• Exercise brief: Pull every line containing "Deserialize" from the listing below.

• Record extracts:
......

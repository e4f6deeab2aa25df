//! Server configuration loaded from `config.toml`

use std::path::{Path, PathBuf};

use serde::Deserialize;
use thiserror::Error;

use crate::framework::DEFAULT_NOTIFY_LENGTH_MS;
use crate::framework::inventory::DEFAULT_INVENTORY_SIZE;

#[derive(Debug, Error)]
pub enum ConfigError {
    #[error("failed to read {path:?}: {source}")]
    Io {
        path: PathBuf,
        #[source]
        source: std::io::Error,
    },
    #[error("failed to parse {path:?}: {source}")]
    Parse {
        path: PathBuf,
        #[source]
        source: toml::de::Error,
    },
}

#[derive(Debug, Clone, Deserialize)]
#[serde(default)]
pub struct ServerConfig {
    pub bind_address: String,
    pub data_dir: PathBuf,
    /// Reload the mission catalog when the file changes
    pub hot_reload: bool,
    pub inventory_slots: usize,
    pub notify_length_ms: u64,
}

impl Default for ServerConfig {
    fn default() -> Self {
        Self {
            bind_address: "0.0.0.0:2567".to_string(),
            data_dir: PathBuf::from("data"),
            hot_reload: true,
            inventory_slots: DEFAULT_INVENTORY_SIZE,
            notify_length_ms: DEFAULT_NOTIFY_LENGTH_MS,
        }
    }
}

impl ServerConfig {
    pub fn load(path: &Path) -> Result<Self, ConfigError> {
        let content = std::fs::read_to_string(path).map_err(|source| ConfigError::Io {
            path: path.to_path_buf(),
            source,
        })?;
        toml::from_str(&content).map_err(|source| ConfigError::Parse {
            path: path.to_path_buf(),
            source,
        })
    }

    /// Load `path` if it exists, otherwise fall back to defaults
    pub fn load_or_default(path: &Path) -> Result<Self, ConfigError> {
        if !path.exists() {
            tracing::warn!("Config file {:?} not found, using defaults", path);
            return Ok(Self::default());
        }
        Self::load(path)
    }
}

#[cfg(test)]
mod tests {
    use super::*;
    use tempfile::TempDir;

    #[test]
    fn test_partial_config_keeps_defaults() {
        let temp_dir = TempDir::new().unwrap();
        let path = temp_dir.path().join("config.toml");
        std::fs::write(&path, "bind_address = \"127.0.0.1:9000\"\nhot_reload = false\n").unwrap();

        let config = ServerConfig::load(&path).unwrap();
        assert_eq!(config.bind_address, "127.0.0.1:9000");
        assert!(!config.hot_reload);
        assert_eq!(config.inventory_slots, DEFAULT_INVENTORY_SIZE);
        assert_eq!(config.data_dir, PathBuf::from("data"));
    }

    #[test]
    fn test_missing_file_uses_defaults() {
        let temp_dir = TempDir::new().unwrap();
        let config = ServerConfig::load_or_default(&temp_dir.path().join("nope.toml")).unwrap();
        assert_eq!(config.notify_length_ms, DEFAULT_NOTIFY_LENGTH_MS);
    }

    #[test]
    fn test_invalid_file_is_an_error() {
        let temp_dir = TempDir::new().unwrap();
        let path = temp_dir.path().join("config.toml");
        std::fs::write(&path, "inventory_slots = \"many\"").unwrap();
        assert!(matches!(ServerConfig::load(&path), Err(ConfigError::Parse { .. })));
    }
}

......

• Answer section:
use serde::Deserialize;
#[derive(Debug, Clone, Deserialize)]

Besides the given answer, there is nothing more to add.